-- Requirement --
The answer must be a single number: how many lines of the entries below include "struct".

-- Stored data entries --
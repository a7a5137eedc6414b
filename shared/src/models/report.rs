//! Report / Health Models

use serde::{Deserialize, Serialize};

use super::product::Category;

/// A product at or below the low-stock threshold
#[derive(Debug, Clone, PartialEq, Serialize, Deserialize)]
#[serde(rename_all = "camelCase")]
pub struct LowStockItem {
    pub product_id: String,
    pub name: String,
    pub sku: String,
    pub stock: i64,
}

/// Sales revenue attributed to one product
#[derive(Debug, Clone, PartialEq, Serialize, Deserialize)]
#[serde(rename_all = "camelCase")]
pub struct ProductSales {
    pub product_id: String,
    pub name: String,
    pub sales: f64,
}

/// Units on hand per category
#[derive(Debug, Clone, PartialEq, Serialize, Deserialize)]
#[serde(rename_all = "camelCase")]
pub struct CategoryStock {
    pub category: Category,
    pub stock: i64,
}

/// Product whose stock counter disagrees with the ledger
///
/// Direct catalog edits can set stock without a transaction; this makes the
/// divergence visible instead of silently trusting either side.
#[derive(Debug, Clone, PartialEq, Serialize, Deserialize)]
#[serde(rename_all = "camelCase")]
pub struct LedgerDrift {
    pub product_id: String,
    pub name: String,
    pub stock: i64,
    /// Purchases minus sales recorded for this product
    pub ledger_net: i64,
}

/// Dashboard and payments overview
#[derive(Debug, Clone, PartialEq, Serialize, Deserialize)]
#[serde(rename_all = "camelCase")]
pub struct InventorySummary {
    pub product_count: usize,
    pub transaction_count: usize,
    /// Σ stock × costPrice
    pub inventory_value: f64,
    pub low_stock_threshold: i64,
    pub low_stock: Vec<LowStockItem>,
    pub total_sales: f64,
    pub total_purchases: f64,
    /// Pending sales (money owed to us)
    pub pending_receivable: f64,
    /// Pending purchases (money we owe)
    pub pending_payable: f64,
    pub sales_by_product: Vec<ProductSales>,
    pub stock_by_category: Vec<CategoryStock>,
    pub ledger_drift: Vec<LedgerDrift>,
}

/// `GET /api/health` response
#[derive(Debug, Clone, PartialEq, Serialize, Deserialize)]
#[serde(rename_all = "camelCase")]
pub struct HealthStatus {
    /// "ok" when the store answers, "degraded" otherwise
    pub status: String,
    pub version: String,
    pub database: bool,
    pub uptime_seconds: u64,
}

-- Reply to the exercise --
6